Almost Crimson
Page 21
Terri replied, “Then you should have come before 8 o’clock.”
“Why, so I could stand around waiting to move furniture after 8 o’clock anyway?”
“Boy, hush,” Terri said.
CeCe and the other women followed suit when Terri lowered herself to a floor pillow. The man walked to the sofa instead and pulled it away from the wall.
“Dub!”
“Terri, don’t get brand new. You know I ain’t sittin’ on the floor.”
The women groaned and shook their heads. Dub batted back their teasing comments as he pulled the couch closer to the circle. They all laughed, including CeCe.
Dub froze on the edge of the couch and glared at her. “Where’d you come from?”
CeCe’s laughter was replaced with a stunned and gawking silence. She intended to introduce herself, but no sound came out as her mouth clammed open and closed.
Dub leveled her with a satisfied smile and said, “I don’t speak guppy, sweetheart.”
“Don’t start,” Terri said, shooting him the side eye. She pulled a stick of incense from the plastic champagne flute next to the stereo and lit it. “Dub, this is CeCe. Be nice. We want her to stick around for a while. CeCe, this is Dub. We all made a pact to love him in spite of himself.”
CeCe looked timidly at Dub. Dub scaled her with his sultry eyes and smiled.
“Party before the party,” Terri said, shifting the mood and attention to the Aretha Franklin discography set she’d slid from CD rack behind her. She slipped her fingers into what turned out to be an empty box and pulled out a sack of weed and rolling papers. CeCe looked to the women and smiled.
“Can I move in tonight?” she asked.
THIRTY-FIVE
INEXHAUSTIBLE
CECE ENTERED THE APARTMENT, SO full of afternoon sun that even the hallway glowed. She’d decided not to head back to the office after visiting the house. Her steps were still full of hardwood music as she padded their carpeted hallway humming, intoxicated, all over again, with Rocky.
Tossing her purse and keys on the kitchen table, she floated moth-like toward the sunlight humming through the front-room windows. Her mother’s voice met her in the hallway.
“You could’ve told me.”
CeCe stopped flying, guilt and stomach plummeting to the floor. Then quiet, both women expectant.

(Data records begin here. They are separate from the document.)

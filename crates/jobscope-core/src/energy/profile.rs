//! The evaluator's energy profile.
//!
//! A [`Profile`] is created once and changed only through [`Profile::update`],
//! which always bumps the version label and refreshes `last_updated`.
//! Calculations borrow it immutably; results are never written back.

use chrono::NaiveDate;
use serde::{de, Deserialize, Deserializer, Serialize, Serializer};
use std::collections::{BTreeMap, BTreeSet, HashSet};
use std::fmt;
use std::str::FromStr;

use super::levels::{CoherenceImpact, DrainSeverity, GeneratorStrength, SkillLevel};
use super::task::{normalize_name, StrengthKind, TaskCharacteristics};
use super::triggers::{ContextCondition, DrainKind, GeneratorKind};
use crate::error::ValidationError;

/// `major.minor` profile version label.
#[derive(Debug, Clone, Copy, PartialEq, Eq, Hash, PartialOrd, Ord)]
pub struct ProfileVersion {
    pub major: u32,
    pub minor: u32,
}

impl ProfileVersion {
    pub const INITIAL: ProfileVersion = ProfileVersion { major: 1, minor: 0 };

    /// Next minor version: `1.0 -> 1.1`, `1.9 -> 1.10`.
    ///
    /// # Errors
    /// Returns an error when the minor part is already `u32::MAX`.
    pub fn bump(self) -> Result<Self, ValidationError> {
        let minor = self.minor.checked_add(1).ok_or_else(|| {
            ValidationError::InvalidVersion(format!("{self} has no next minor version"))
        })?;
        Ok(Self {
            major: self.major,
            minor,
        })
    }
}

impl FromStr for ProfileVersion {
    type Err = ValidationError;

    fn from_str(s: &str) -> Result<Self, Self::Err> {
        let invalid = || ValidationError::InvalidVersion(s.to_string());
        let trimmed = s.trim().trim_start_matches('v');
        let (major, minor) = trimmed.split_once('.').ok_or_else(invalid)?;
        Ok(Self {
            major: major.parse().map_err(|_| invalid())?,
            minor: minor.parse().map_err(|_| invalid())?,
        })
    }
}

impl fmt::Display for ProfileVersion {
    fn fmt(&self, f: &mut fmt::Formatter<'_>) -> fmt::Result {
        write!(f, "{}.{}", self.major, self.minor)
    }
}

impl Serialize for ProfileVersion {
    fn serialize<S: Serializer>(&self, serializer: S) -> Result<S::Ok, S::Error> {
        serializer.collect_str(self)
    }
}

impl<'de> Deserialize<'de> for ProfileVersion {
    fn deserialize<D: Deserializer<'de>>(deserializer: D) -> Result<Self, D::Error> {
        deserializer.deserialize_any(VersionVisitor)
    }
}

/// Accepts only string labels. A bare YAML number has already lost its
/// trailing zeros (`1.10` reads as `1.1`), so it is refused outright.
struct VersionVisitor;

impl VersionVisitor {
    fn unquoted<E: de::Error>(number: impl fmt::Display) -> E {
        E::custom(ValidationError::invalid(
            "version",
            format!(
                "unquoted number {number} is ambiguous; quote the label, e.g. version: \"1.10\""
            ),
        ))
    }
}

impl<'de> de::Visitor<'de> for VersionVisitor {
    type Value = ProfileVersion;

    fn expecting(&self, f: &mut fmt::Formatter<'_>) -> fmt::Result {
        f.write_str("a quoted \"<major>.<minor>\" version label")
    }

    fn visit_str<E: de::Error>(self, v: &str) -> Result<ProfileVersion, E> {
        v.parse().map_err(E::custom)
    }

    fn visit_f64<E: de::Error>(self, v: f64) -> Result<ProfileVersion, E> {
        Err(Self::unquoted(v))
    }

    fn visit_u64<E: de::Error>(self, v: u64) -> Result<ProfileVersion, E> {
        Err(Self::unquoted(v))
    }

    fn visit_i64<E: de::Error>(self, v: i64) -> Result<ProfileVersion, E> {
        Err(Self::unquoted(v))
    }
}

/// An activity pattern that depletes the evaluator.
#[derive(Debug, Clone, PartialEq, Eq, Serialize, Deserialize)]
pub struct EnergyDrain {
    pub severity: DrainSeverity,
    /// Free-text label of the cause
    #[serde(default)]
    pub trigger: String,
    #[serde(default)]
    pub description: String,
}

/// An activity pattern that restores the evaluator.
#[derive(Debug, Clone, PartialEq, Eq, Serialize, Deserialize)]
pub struct EnergyGenerator {
    pub strength: GeneratorStrength,
    #[serde(default)]
    pub description: String,
}

/// An established skill.
#[derive(Debug, Clone, PartialEq, Eq, Serialize, Deserialize)]
pub struct CoreStrength {
    pub name: String,
    pub level: SkillLevel,
    #[serde(default)]
    pub description: String,
}

impl CoreStrength {
    /// The task flag this strength corresponds to, if any.
    pub fn kind(&self) -> Option<StrengthKind> {
        StrengthKind::from_name(&self.name)
    }
}

/// A skill being actively developed.
#[derive(Debug, Clone, PartialEq, Eq, Serialize, Deserialize)]
pub struct GrowthArea {
    pub name: String,
    pub current_level: SkillLevel,
    /// Whether learning this currently feels energizing
    pub energizing: bool,
    #[serde(default)]
    pub description: String,
}

/// Systemic organizational pattern the evaluator needs to function well.
#[derive(Debug, Clone, PartialEq, Eq, Serialize, Deserialize)]
pub struct CoherenceNeed {
    pub pattern: String,
    #[serde(default)]
    pub requires_one_of: BTreeSet<ContextCondition>,
    #[serde(default)]
    pub incompatible_with: BTreeSet<ContextCondition>,
    pub impact_if_violated: CoherenceImpact,
    #[serde(default)]
    pub description: String,
}

impl CoherenceNeed {
    /// Violated when none of the required conditions hold, or when any
    /// incompatible condition holds.
    pub fn is_violated_by(&self, task: &TaskCharacteristics) -> bool {
        let unmet = !self.requires_one_of.is_empty()
            && !self.requires_one_of.iter().any(|c| c.holds_for(task));
        let conflicting = self.incompatible_with.iter().any(|c| c.holds_for(task));
        unmet || conflicting
    }
}

#[derive(Debug, Clone, PartialEq, Eq, Serialize, Deserialize, Default)]
pub struct CommunicationPreferences {
    #[serde(default)]
    pub prefers_async: bool,
    #[serde(default)]
    pub max_meeting_hours_per_day: Option<u32>,
    #[serde(default)]
    pub notes: String,
}

/// The evaluator's complete energy profile.
#[derive(Debug, Clone, PartialEq, Serialize, Deserialize)]
pub struct Profile {
    pub version: ProfileVersion,
    pub last_updated: NaiveDate,
    #[serde(default)]
    pub energy_drains: BTreeMap<DrainKind, EnergyDrain>,
    #[serde(default)]
    pub energy_generators: BTreeMap<GeneratorKind, EnergyGenerator>,
    #[serde(default)]
    pub core_strengths: Vec<CoreStrength>,
    #[serde(default)]
    pub growth_areas: Vec<GrowthArea>,
    #[serde(default, skip_serializing_if = "Option::is_none")]
    pub communication: Option<CommunicationPreferences>,
    #[serde(default)]
    pub coherence_needs: Vec<CoherenceNeed>,
}

impl Profile {
    /// Empty profile at version 1.0.
    pub fn new(last_updated: NaiveDate) -> Self {
        Self {
            version: ProfileVersion::INITIAL,
            last_updated,
            energy_drains: BTreeMap::new(),
            energy_generators: BTreeMap::new(),
            core_strengths: Vec::new(),
            growth_areas: Vec::new(),
            communication: None,
            coherence_needs: Vec::new(),
        }
    }

    /// Starter profile written by `profile init`.
    pub fn starter(today: NaiveDate) -> Result<Self, crate::error::CoreError> {
        let mut profile: Profile = serde_yaml::from_str(STARTER_PROFILE_YAML)?;
        profile.last_updated = today;
        profile.validate()?;
        Ok(profile)
    }

    /// Check invariants serde cannot express.
    pub fn validate(&self) -> Result<(), ValidationError> {
        check_names("core_strengths", self.core_strengths.iter().map(|s| s.name.as_str()))?;
        check_names("growth_areas", self.growth_areas.iter().map(|g| g.name.as_str()))?;

        for need in &self.coherence_needs {
            if need.pattern.trim().is_empty() {
                return Err(ValidationError::invalid(
                    "coherence_needs.pattern",
                    "pattern id must not be empty",
                ));
            }
            if need.requires_one_of.is_empty() && need.incompatible_with.is_empty() {
                return Err(ValidationError::invalid(
                    format!("coherence_needs.{}", need.pattern),
                    "needs at least one required or incompatible condition",
                ));
            }
        }
        Ok(())
    }

    /// Apply an edit and return the next profile revision.
    ///
    /// The version is always bumped from `self` and `last_updated` set to
    /// `today`, whatever the edit does to those fields. `self` is untouched.
    pub fn update<F>(&self, today: NaiveDate, edit: F) -> Result<Profile, ValidationError>
    where
        F: FnOnce(&mut Profile),
    {
        let mut next = self.clone();
        edit(&mut next);
        next.version = self.version.bump()?;
        next.last_updated = today;
        next.validate()?;
        tracing::info!(from = %self.version, to = %next.version, "profile updated");
        Ok(next)
    }

    pub fn strength(&self, kind: StrengthKind) -> Option<&CoreStrength> {
        self.core_strengths.iter().find(|s| s.kind() == Some(kind))
    }

    pub fn has_energizing_growth_area(&self) -> bool {
        self.growth_areas.iter().any(|g| g.energizing)
    }
}

fn check_names<'a>(
    collection: &str,
    names: impl Iterator<Item = &'a str>,
) -> Result<(), ValidationError> {
    let mut seen = HashSet::new();
    for name in names {
        let key = normalize_name(name);
        if key.is_empty() {
            return Err(ValidationError::invalid(
                format!("{collection}.name"),
                "name must not be empty",
            ));
        }
        if !seen.insert(key) {
            return Err(ValidationError::Duplicate {
                collection: collection.to_string(),
                name: name.to_string(),
            });
        }
    }
    Ok(())
}

const STARTER_PROFILE_YAML: &str = indoc::indoc! {r#"
    version: "1.0"
    last_updated: 2024-01-01
    energy_drains:
      interpersonal_conflict:
        severity: severe
        trigger: conflict
        description: Sustained disagreement or tension between people
      misalignment:
        severity: moderate
        trigger: unclear goals
        description: Working toward goals the team has not agreed on
      authority_ambiguity:
        severity: moderate
        trigger: unclear ownership
        description: Nobody can say who decides
    energy_generators:
      visible_progress:
        strength: core_need
        description: Seeing work land and get used
      tool_building:
        strength: strong
        description: Building tools that remove toil
      aligned_collaboration:
        strength: moderate
        description: Working with a team that agrees on the goal
    core_strengths:
      - name: systems_thinking
        level: expert
        description: Seeing how parts of a system interact
      - name: tool_building
        level: expert
        description: Internal tooling and automation
      - name: technical_writing
        level: proficient
        description: Design docs and runbooks
    growth_areas:
      - name: mentoring
        current_level: learning
        energizing: true
        description: Helping others grow
    communication:
      prefers_async: true
      max_meeting_hours_per_day: 2
    coherence_needs:
      - pattern: uncertain_problem_space
        requires_one_of: [async_first, timezone_overlap]
        impact_if_violated: severe_drain
        description: Uncertain problems need either async-first culture or overlapping hours
"#};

“Crimson?” her mother called.
CeCe lifted her feet, like cement blocks, to the end of the hallway. The few steps weakened her. She could feel her breath and heartbeat thrusting back at her blouse. CeCe stopped at the archway. Her mother, in profile, sat in her armchair. Her face was expressionless, even now, but weary. CeCe looked at her mother’s features, how they were loosening their moorings. Her mother had set herself free too late, and now she was getting old. She carried her years less gracefully than other fifty-year-old women she had met, but CeCe forgave her mother this thing.
CeCe wouldn’t describe the years she’d given her mother as forgiveness. Inside, a small part of her still had its arms crossed, convinced her mother could have gotten better if she had tried. The more reasonable parts of her understood her mother’s unwinding. CeCe had satisfied her resentment with selfish martyrdom. Self-pity had also proven to be an inexhaustible distraction. Her mother hadn’t chosen this life, regardless of how she believed her mother could have raged back at it. CeCe couldn’t persecute her mother for the defects in her chemistry, the shredding her soul has endured.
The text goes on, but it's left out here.